There’s an example from this year, too. From the beginning, the Obama Administration has been reluctant to move on issues of gay and lesbian civil rights, despite candidate Obama promising to end employer discrimination and federal marriage discrimination, and allow gays and lesbians to serve in the armed forces. Obama made such promises over and over, but his Justice Department fought to preserve the constitutionality of “Don’t Ask, Don’t Tell” (DADT) and the Defense of Marriage Act (DOMA) in court. (The Administration lost the DOMA case in U.S. district court recently, when a federal judge found a section of the law unconstitutional.) Some changes were made, but they were marginal. Gay rights advocates were enraged. In response, Obama announced in the 2010 State of the Union that he intended to end the “Don’t Ask, Don’t Tell” policy by the end of the year. However, Defense Secretary Robert Gates in April wrote a letter to Congressional leaders demanding no legislative changes to DADT until after the completion of a one-year Pentagon study, pushing out any action to after the beginning of a new Congress, when the votes may not be available for that policy shift.

Gay rights activists–especially those less established and with fewer historical ties to power–went to work. They heckled the President at rallies. They threatened to withhold money from Democratic campaign committees. They ruthlessly criticized the President and his advisors for being turncoats, sellouts, and hypocrites. Lt. Dan Choi, a gay Arabic translator then awaiting discharge from the New York Army National Guard for coming out, became one of Obama’s fiercest critics on the issue. Choi said in a Harvard speech that the President was effectively telling him, “Our country is not grateful. We do not welcome your sacrifice.” Within one month, Obama and the Defense Department reached a compromise–one that Gates and the Chairman of the Joint Chiefs of Staff Mike Mullen were reluctant to accept–that would create a legislative repeal, with enactment dependent on the President and his military advisors after the Pentagon study and a review period. These same gay rights activists remain dissatisfied with this compromise–Choi went on a hunger strike shortly after the deal was struck–and I expect them to continue to fight right up until the day the actual repeal is signed.

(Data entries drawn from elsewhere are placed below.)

use std::io::{IsTerminal, Write};

use bindwire_teleinfo::{CbetmFrame, Value};
use bindwire_vbus::{device_name, Message};
use clap::ValueEnum;
use comfy_table::{presets::UTF8_FULL, ContentArrangement, Table};
use serde::Serialize;

#[derive(Clone, Debug, Copy, ValueEnum)]
pub enum OutputFormat {
    Json,
    Table,
    Pretty,
    Raw,
}

impl OutputFormat {
    pub fn default_for_stdout() -> Self {
        if std::io::stdout().is_terminal() {
            Self::Table
        } else {
            Self::Json
        }
    }
}

#[derive(Serialize)]
pub struct ChecksumOutput<'a> {
    pub algorithm: &'a str,
    pub input: &'a str,
    pub output: &'a str,
}

#[derive(Serialize)]
pub struct VerifyOutput<'a> {
    pub algorithm: &'a str,
    pub input: &'a str,
    pub valid: bool,
}

pub fn print_checksum(out: &ChecksumOutput<'_>, format: OutputFormat) {
    match format {
        OutputFormat::Json => print_json(out),
        OutputFormat::Table => print_table(
            vec!["ALGORITHM", "INPUT", "OUTPUT"],
            vec![vec![
                out.algorithm.to_string(),
                out.input.to_string(),
                out.output.to_string(),
            ]],
        ),
        OutputFormat::Pretty => println!("{}", out.output),
        OutputFormat::Raw => print_raw(out.output.as_bytes()),
    }
}

pub fn print_verification(out: &VerifyOutput<'_>, format: OutputFormat) {
    match format {
        OutputFormat::Json => print_json(out),
        OutputFormat::Table => print_table(
            vec!["ALGORITHM", "INPUT", "VALID"],
            vec![vec![
                out.algorithm.to_string(),
                out.input.to_string(),
                out.valid.to_string(),
            ]],
        ),
        OutputFormat::Pretty | OutputFormat::Raw => {
            println!("{}", if out.valid { "valid" } else { "invalid" })
        }
    }
}

pub fn print_teleinfo(frame: &CbetmFrame, format: OutputFormat) {
    match format {
        OutputFormat::Json => print_json(frame),
        OutputFormat::Table => {
            let rows = teleinfo_rows(frame)
                .into_iter()
                .map(|(label, value)| vec![label.to_string(), value])
                .collect();
            print_table(vec!["LABEL", "VALUE"], rows);
        }
        OutputFormat::Pretty => {
            println!("frame_type={}", frame.frame_type());
            for (label, value) in teleinfo_rows(frame) {
                println!("{label}={value}");
            }
        }
        OutputFormat::Raw => print_raw(frame.encode().as_bytes()),
    }
}

/// Set fields of a frame, in label order.
pub fn teleinfo_rows(frame: &CbetmFrame) -> Vec<(&'static str, String)> {
    frame
        .fields()
        .into_iter()
        .filter_map(|(label, value)| value.map(|v| (label, value_text(&v))))
        .collect()
}

fn value_text(value: &Value) -> String {
    match value {
        Value::Integer(n) => n.to_string(),
        Value::Decimal(x) => x.to_string(),
        Value::Enum(token) => (*token).to_string(),
        Value::Text(text) => text.clone(),
    }
}

#[derive(Serialize)]
pub struct LiveOutput {
    pub protocol: &'static str,
    pub size: usize,
    pub hex: String,
}

pub fn print_live(message: &Message, live: &[u8], format: OutputFormat) {
    let out = LiveOutput {
        protocol: protocol_name(message),
        size: live.len(),
        hex: hex::encode(live),
    };
    match format {
        OutputFormat::Json => print_json(&out),
        OutputFormat::Table => print_table(
            vec!["PROTOCOL", "SIZE", "LIVE"],
            vec![vec![out.protocol.to_string(), out.size.to_string(), out.hex]],
        ),
        OutputFormat::Pretty => println!("{}", out.hex),
        OutputFormat::Raw => print_raw(live),
    }
}

#[derive(Debug, Serialize)]
pub struct MessageOutput {
    pub protocol: &'static str,
    pub destination: String,
    pub destination_name: Option<&'static str>,
    pub source: String,
    pub source_name: Option<&'static str>,
    pub command: String,
    pub frames: usize,
    #[serde(skip_serializing_if = "Option::is_none")]
    pub payload: Option<String>,
    #[serde(skip_serializing_if = "Option::is_none")]
    pub value_id: Option<String>,
    #[serde(skip_serializing_if = "Option::is_none")]
    pub value: Option<i32>,
}

impl MessageOutput {
    pub fn from_message(message: &Message) -> Self {
        let header = message.header();
        let (command, frames, payload, value_id, value) = match message {
            Message::Packet(p) => (
                format!("0x{:04X}", p.command),
                p.frame_count(),
                Some(hex::encode(&p.payload)),
                None,
                None,
            ),
            Message::Datagram(d) => (
                format!("0x{:04X}", d.command),
                0,
                None,
                Some(format!("0x{:04X}", d.value_id)),
                Some(d.value),
            ),
            Message::Telegram(t) => (
                format!("0x{:02X}", t.command),
                t.frame_count(),
                Some(hex::encode(&t.payload)),
                None,
                None,
            ),
        };

        Self {
            protocol: protocol_name(message),
            destination: format!("0x{:04X}", header.destination),
            destination_name: device_name(header.destination),
            source: format!("0x{:04X}", header.source),
            source_name: device_name(header.source),
            command,
            frames,
            payload,
            value_id,
            value,
        }
    }

    fn detail(&self) -> String {
        match (&self.payload, &self.value_id, self.value) {
            (Some(payload), _, _) => payload.clone(),
            (None, Some(id), Some(value)) => format!("{id}={value}"),
            _ => String::new(),
        }
    }
}

pub fn print_messages(messages: &[Message], format: OutputFormat) {
    let outputs: Vec<MessageOutput> = messages.iter().map(MessageOutput::from_message).collect();
    match format {
        OutputFormat::Json => {
            for out in &outputs {
                print_json(out);
            }
        }
        OutputFormat::Table => {
            let rows = outputs
                .iter()
                .map(|out| {
                    vec![
                        out.protocol.to_string(),
                        labelled(&out.destination, out.destination_name),
                        labelled(&out.source, out.source_name),
                        out.command.clone(),
                        out.frames.to_string(),
                        out.detail(),
                    ]
                })
                .collect();
            print_table(vec!["PROTOCOL", "DST", "SRC", "COMMAND", "FRAMES", "DATA"], rows);
        }
        OutputFormat::Pretty => {
            for out in &outputs {
                println!(
                    "v{} dst={} src={} cmd={} frames={} {}",
                    out.protocol,
                    labelled(&out.destination, out.destination_name),
                    labelled(&out.source, out.source_name),
                    out.command,
                    out.frames,
                    out.detail()
                );
            }
        }
        OutputFormat::Raw => {
            for message in messages {
                if let Ok(live) = message.to_live_bytes() {
                    print_raw(&live);
                }
            }
        }
    }
}

fn protocol_name(message: &Message) -> &'static str {
    match message {
        Message::Packet(_) => "1.0",
        Message::Datagram(_) => "2.0",
        Message::Telegram(_) => "3.0",
    }
}

fn labelled(address: &str, name: Option<&str>) -> String {
    match name {
        Some(name) => format!("{address} ({name})"),
        None => address.to_string(),
    }
}

fn print_json<T: Serialize>(value: &T) {
    println!(
        "{}",
        serde_json::to_string(value).unwrap_or_else(|_| "{}".to_string())
    );
}

fn print_table(header: Vec<&str>, rows: Vec<Vec<String>>) {
    let mut table = Table::new();
    table
        .load_preset(UTF8_FULL)
        .set_content_arrangement(ContentArrangement::Dynamic)
        .set_header(header);
    for row in rows {
        table.add_row(row);
    }
    println!("{table}");
}

pub fn print_raw(data: &[u8]) {
    let mut out = std::io::stdout();
    let _ = out.write_all(data);
    let _ = out.flush();
}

This is how change gets made. We have a broken, corrupt democracy, dominated by special-interest money and a clueless media, and dependent on antiquated rules and structures that in fact make any change nearly impossible. But that has not stopped progressives from working hard for change–contra Tomasky’s claim that the only mass movement to come out of the Great Recession “is a right-wing populist one.” Clean elections advocates just poured millions into a campaign to secure House passage of a public financing bill. Democrats in the Senate, responding to the liberal base’s revulsion at the chamber’s almost comic dysfunction, are preparing to challenge the Senate’s rules at the beginning of the next Congress, which could lead to abolition of the modern incarnation of the filibuster. (Not incidentally, many Great Society reforms broke through legislative gridlock after House Speaker Sam Rayburn added enough members to the House Rules Committee to circumvent its segregationist chairman.) Labor activists are creating mass social justice movements like Good Jobs Now and One Nation, and thinking in ways they hadn’t in recent years when protecting their contracts and fiefdoms was the priority. Bob King, the new president of the United Auto Workers, recently told columnist Bob Herbert, “[T]he only way, ultimately, that we protect our members and workers in general is by fighting for justice for everybody.”

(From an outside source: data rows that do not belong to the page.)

impl CbetmFrame {
    /// Pick the grammar matching the labels present in `groups`.
    pub fn grammar_for(groups: &Groups) -> &'static Grammar {
        if groups.contains(ISOUSC) {
            &LONG_GRAMMAR
        } else {
            &SHORT_GRAMMAR
        }
    }

    pub fn from_groups(groups: &Groups) -> Result<Self> {
        let grammar = Self::grammar_for(groups);
        let record = grammar.apply(groups)?;
        let fields = RecordReader { record: &record };

        if std::ptr::eq(grammar, &LONG_GRAMMAR) {
            Ok(CbetmFrame::Long(CbetmLong {
                adco: fields.text(ADCO)?,
                optarif: fields.optional_text(OPTARIF)?,
                isousc: fields.integer(ISOUSC)?,
                base: fields.optional_integer(BASE)?,
                hchc: fields.optional_integer(HCHC)?,
                hchp: fields.optional_integer(HCHP)?,
                ptec: fields.ptec(PTEC)?,
                iinst1: fields.integer(IINST1)?,
                iinst2: fields.integer(IINST2)?,
                iinst3: fields.integer(IINST3)?,
                imax1: fields.optional_integer(IMAX1)?,
                imax2: fields.optional_integer(IMAX2)?,
                imax3: fields.optional_integer(IMAX3)?,
                pmax: fields.integer(PMAX)?,
                papp: fields.integer(PAPP)?,
                hhphc: fields.optional_text(HHPHC)?,
                motdetat: fields.optional_text(MOTDETAT)?,
                ppot: fields.text(PPOT)?,
            }))
        } else {
            Ok(CbetmFrame::Short(CbetmShort {
                adir1: fields.optional_integer(ADIR1)?,
                adir2: fields.optional_integer(ADIR2)?,
                adir3: fields.optional_integer(ADIR3)?,
                adco: fields.text(ADCO)?,
                iinst1: fields.integer(IINST1)?,
                iinst2: fields.integer(IINST2)?,
                iinst3: fields.integer(IINST3)?,
            }))
        }
    }

    /// `"LONG"` or `"SHORT"`.
    pub fn frame_type(&self) -> &'static str {
        match self {
            CbetmFrame::Long(_) => "LONG",
            CbetmFrame::Short(_) => "SHORT",
        }
    }

    pub fn grammar(&self) -> &'static Grammar {
        match self {
            CbetmFrame::Long(_) => &LONG_GRAMMAR,
            CbetmFrame::Short(_) => &SHORT_GRAMMAR,
        }
    }

    pub fn adco(&self) -> &str {
        match self {
            CbetmFrame::Long(long) => &long.adco,
            CbetmFrame::Short(short) => &short.adco,
        }
    }

    /// Instantaneous current per phase.
    pub fn iinst(&self) -> [u32; 3] {
        match self {
            CbetmFrame::Long(l) => [l.iinst1, l.iinst2, l.iinst3],
            CbetmFrame::Short(s) => [s.iinst1, s.iinst2, s.iinst3],
        }
    }

    /// The frame as a grammar record.
    pub fn to_record(&self) -> Record {
        match self {
            CbetmFrame::Long(l) => LONG_GRAMMAR.record(|key| match key {
                ADCO => Some(Value::Text(l.adco.clone())),
                OPTARIF => l.optarif.clone().map(Value::Text),
                ISOUSC => Some(integer(l.isousc)),
                BASE => l.base.map(integer),
                HCHC => l.hchc.map(integer),
                HCHP => l.hchp.map(integer),
                PTEC => Some(Value::Enum(l.ptec.token())),
                IINST1 => Some(integer(l.iinst1)),
                IINST2 => Some(integer(l.iinst2)),
                IINST3 => Some(integer(l.iinst3)),
                IMAX1 => l.imax1.map(integer),
                IMAX2 => l.imax2.map(integer),
                IMAX3 => l.imax3.map(integer),
                PMAX => Some(integer(l.pmax)),
                PAPP => Some(integer(l.papp)),
                HHPHC => l.hhphc.clone().map(Value::Text),
                MOTDETAT => l.motdetat.clone().map(Value::Text),
                PPOT => Some(Value::Text(l.ppot.clone())),
                _ => None,
            }),
            CbetmFrame::Short(s) => SHORT_GRAMMAR.record(|key| match key {
                ADIR1 => s.adir1.map(integer),
                ADIR2 => s.adir2.map(integer),
                ADIR3 => s.adir3.map(integer),
                ADCO => Some(Value::Text(s.adco.clone())),
                IINST1 => Some(integer(s.iinst1)),
                IINST2 => Some(integer(s.iinst2)),
                IINST3 => Some(integer(s.iinst3)),
                _ => None,
            }),
        }
    }

    /// Every label of both variants, in [`ALL_LABELS`] order.
    ///
    /// Labels belonging to the other variant are always `None`.
    pub fn fields(&self) -> Vec<(&'static str, Option<Value>)> {
        let record = self.to_record();
        ALL_LABELS
            .iter()
            .map(|&label| (label, record.value(label).cloned()))
            .collect()
    }

    /// Wire text of the frame, STX to ETX, with group checksums.
    pub fn encode(&self) -> String {
        self.to_record().to_groups().encode()
    }
}

fn integer(value: u32) -> Value {
    Value::Integer(i64::from(value))
}

struct RecordReader<'a> {
    record: &'a Record,
}

impl RecordReader<'_> {
    fn required(&self, key: &'static str) -> Result<&Value> {
        self.record
            .value(key)
            .ok_or(TeleinfoError::MissingField {
                key,
                grammar: self.record.grammar,
            })
    }

    fn mismatch(&self, key: &'static str, expected: &'static str) -> TeleinfoError {
        TeleinfoError::FieldType {
            key,
            expected,
            raw: self
                .record
                .get(key)
                .and_then(|field| field.raw.clone())
                .unwrap_or_default(),
        }
    }

    fn text(&self, key: &'static str) -> Result<String> {
        self.required(key)?
            .as_str()
            .map(str::to_string)
            .ok_or_else(|| self.mismatch(key, "text"))
    }

    fn optional_text(&self, key: &'static str) -> Result<Option<String>> {
        match self.record.value(key) {
            Some(_) => self.text(key).map(Some),
            None => Ok(None),
        }
    }

    fn integer(&self, key: &'static str) -> Result<u32> {
        self.required(key)?
            .as_integer()
            .and_then(|n| u32::try_from(n).ok())
            .ok_or_else(|| self.mismatch(key, "32-bit unsigned integer"))
    }

    fn optional_integer(&self, key: &'static str) -> Result<Option<u32>> {
        match self.record.value(key) {
            Some(_) => self.integer(key).map(Some),
            None => Ok(None),
        }
    }

    fn ptec(&self, key: &'static str) -> Result<Ptec> {
        self.required(key)?
            .as_str()
            .and_then(Ptec::from_token)
            .ok_or_else(|| self.mismatch(key, "tariff period"))
    }
}

#[cfg(test)]
mod tests {
    use super::*;

    const LONG_FRAME: &str = "\u{02}\
        \nADCO 031762120856 @\r\
        \nOPTARIF HC.. <\r\
        \nISOUSC 30 9\r\
        \nHCHC 001234567 \"\r\
        \nHCHP 007654321 /\r\
        \nPTEC HP..  \r\
        \nIINST1 001 I\r\
        \nIINST2 002 K\r\
        \nIINST3 003 M\r\
        \nIMAX1 060 6\r\
        \nIMAX2 060 7\r\
        \nPMAX 05000 +\r\
        \nPAPP 00750 -\r\
        \nHHPHC A ,\r\
        \nMOTDETAT 000000 B\r\
        \nPPOT 00 #\r\
        \u{03}";

    const SHORT_FRAME: &str = "\u{02}\
        \nADIR1 044 )\r\
        \nADCO 031762120856 @\r\
        \nIINST1 044 P\r\
        \nIINST2 002 K\r\
        \nIINST3 003 M\r\
        \u{03}";

    fn sample_long() -> CbetmLong {
        CbetmLong {
            adco: "031762120856".to_string(),
            optarif: Some("HC..".to_string()),
            isousc: 30,
            base: None,
            hchc: Some(1_234_567),
            hchp: Some(7_654_321),
            ptec: Ptec::Hp,
            iinst1: 1,
            iinst2: 2,
            iinst3: 3,
            imax1: Some(60),
            imax2: Some(60),
            imax3: None,
            pmax: 5000,
            papp: 750,
            hhphc: Some("A".to_string()),
            motdetat: Some("000000".to_string()),
            ppot: "00".to_string(),
        }
    }

    #[test]
    fn parses_long_frame() {
        let frame = parse_frame(LONG_FRAME).unwrap();
        assert_eq!(frame.frame_type(), "LONG");
        assert_eq!(frame, CbetmFrame::Long(sample_long()));
    }

    #[test]
    fn parses_short_frame() {
        let frame = parse_frame(SHORT_FRAME).unwrap();
        assert_eq!(frame.frame_type(), "SHORT");
        assert_eq!(
            frame,
            CbetmFrame::Short(CbetmShort {
                adir1: Some(44),
                adir2: None,
                adir3: None,
                adco: "031762120856".to_string(),
                iinst1: 44,
                iinst2: 2,
                iinst3: 3,
            })
        );
        assert_eq!(frame.iinst(), [44, 2, 3]);
    }

    #[test]
    fn absent_optional_current_is_not_zero() {
        let CbetmFrame::Long(long) = parse_frame(LONG_FRAME).unwrap() else {
            panic!("expected long frame");
        };
        assert_eq!(long.imax3, None);
        assert_eq!(long.base, None);
        assert_eq!(long.ppot, "00");
    }

    #[test]
    fn short_frame_never_reports_long_fields() {
        let frame = parse_frame(SHORT_FRAME).unwrap();
        let fields = frame.fields();
        assert_eq!(fields.len(), ALL_LABELS.len());
        for (label, value) in &fields {
            let in_short = SHORT_GRAMMAR.spec(label).is_some();
            if !in_short {
                assert!(value.is_none(), "{label} should be unset");
            }
        }
        assert_eq!(
            fields.iter().find(|(l, _)| *l == ADIR1).unwrap().1,
            Some(Value::Integer(44))
        );
        assert_eq!(fields.iter().find(|(l, _)| *l == ADIR2).unwrap().1, None);
    }

    #[test]
    fn long_frame_never_reports_short_fields() {
        let frame = parse_frame(LONG_FRAME).unwrap();
        for (label, value) in frame.fields() {
            if [ADIR1, ADIR2, ADIR3].contains(&label) {
                assert!(value.is_none());
            }
        }
    }

    #[test]
    fn long_variant_ignores_stray_short_labels() {
        let mut groups = Groups::new();
        for (label, value) in [
            (ADCO, "031762120856"),
            (ISOUSC, "30"),
            (PTEC, "TH.."),
            (IINST1, "001"),
            (IINST2, "002"),
            (IINST3, "003"),
            (PMAX, "05000"),
            (PAPP, "00750"),
            (PPOT, "00"),
            (ADIR1, "044"),
        ] {
            groups.push(label, value).unwrap();
        }

        let frame = CbetmFrame::from_groups(&groups).unwrap();
        assert_eq!(frame.frame_type(), "LONG");
        let adir1 = frame.fields().into_iter().find(|(l, _)| *l == ADIR1);
        assert_eq!(adir1, Some((ADIR1, None)));
    }

    #[test]
    fn roundtrip_long_and_short() {
        let long = CbetmFrame::Long(sample_long());
        assert_eq!(parse_frame(&long.encode()).unwrap(), long);

        let short = CbetmFrame::Short(CbetmShort {
            adir1: None,
            adir2: Some(0),
            adir3: Some(61),
            adco: "021861348497".to_string(),
            iinst1: 12,
            iinst2: 0,
            iinst3: 61,
        });
        assert_eq!(parse_frame(&short.encode()).unwrap(), short);
    }

    #[test]
    fn encode_reproduces_wire_frame() {
        let frame = parse_frame(LONG_FRAME).unwrap();
        assert_eq!(frame.encode(), LONG_FRAME);
        let frame = parse_frame(SHORT_FRAME).unwrap();
        assert_eq!(frame.encode(), SHORT_FRAME);
    }

    #[test]
    fn missing_required_long_field() {
        let raw = "\nADCO 031762120856 @\r\nISOUSC 30 9\r";
        let err = parse_frame(raw).unwrap_err();
        assert!(matches!(
            err,
            TeleinfoError::MissingField {
                key: PTEC,
                grammar: "CBETM long"
            }
        ));
    }

    #[test]
    fn bad_ptec_is_field_type_error() {
        let frame = CbetmFrame::Long(sample_long());
        let text = frame.encode().replace("PTEC HP..  ", "PTEC XX.. #");
        let cfg = ParseConfig {
            verify_checksums: false,
            ..ParseConfig::default()
        };
        let err = parse_frame_with_config(&text, &cfg).unwrap_err();
        match err {
            TeleinfoError::FieldType { key, raw, .. } => {
                assert_eq!(key, PTEC);
                assert_eq!(raw, "XX..");
            }
            other => panic!("unexpected error: {other}"),
        }
    }

    #[test]
    fn non_numeric_current_is_field_type_error() {
        let raw = "\nADCO 031762120856 @\r\nIINST1 0x1 #\r\nIINST2 002 K\r\nIINST3 003 M\r";
        let cfg = ParseConfig {
            verify_checksums: false,
            ..ParseConfig::default()
        };
        let err = parse_frame_with_config(raw, &cfg).unwrap_err();
        assert!(matches!(err, TeleinfoError::FieldType { key: IINST1, .. }));
    }

    #[test]
    fn serializes_with_frame_type_tag() {
        let frame = parse_frame(SHORT_FRAME).unwrap();
        let json = serde_json::to_value(&frame).unwrap();
        assert_eq!(json["frame_type"], "SHORT");
        assert_eq!(json["adir1"], 44);
        assert!(json["adir2"].is_null());
    }

    #[test]
    fn ptec_tokens_roundtrip() {
        for ptec in [Ptec::Th, Ptec::Hc, Ptec::Hp, Ptec::Hn, Ptec::Pm] {
            assert_eq!(Ptec::from_token(ptec.token()), Some(ptec));
            assert!(PTEC_TOKENS.contains(&ptec.token()));
        }
        assert_eq!(Ptec::from_token("HP"), None);
    }
}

These are not the actions of despair. And everyone has a role to play in them, both institutional players on the inside and agitators on the outside. The agitators may not line up with the President’s agenda at every moment, or even at any moment, but history has shown them to be crucial to achieving what was previously thought impossible. Of course, the left has disadvantages, particularly when it comes to money and infrastructure. But those disadvantages become even more insurmountable when criticism of a Democratic president is placed off-limits, and when loyalties to party take precedence over loyalties to policy. You cannot alter the structural imbalance of American politics with a presidential cheering section.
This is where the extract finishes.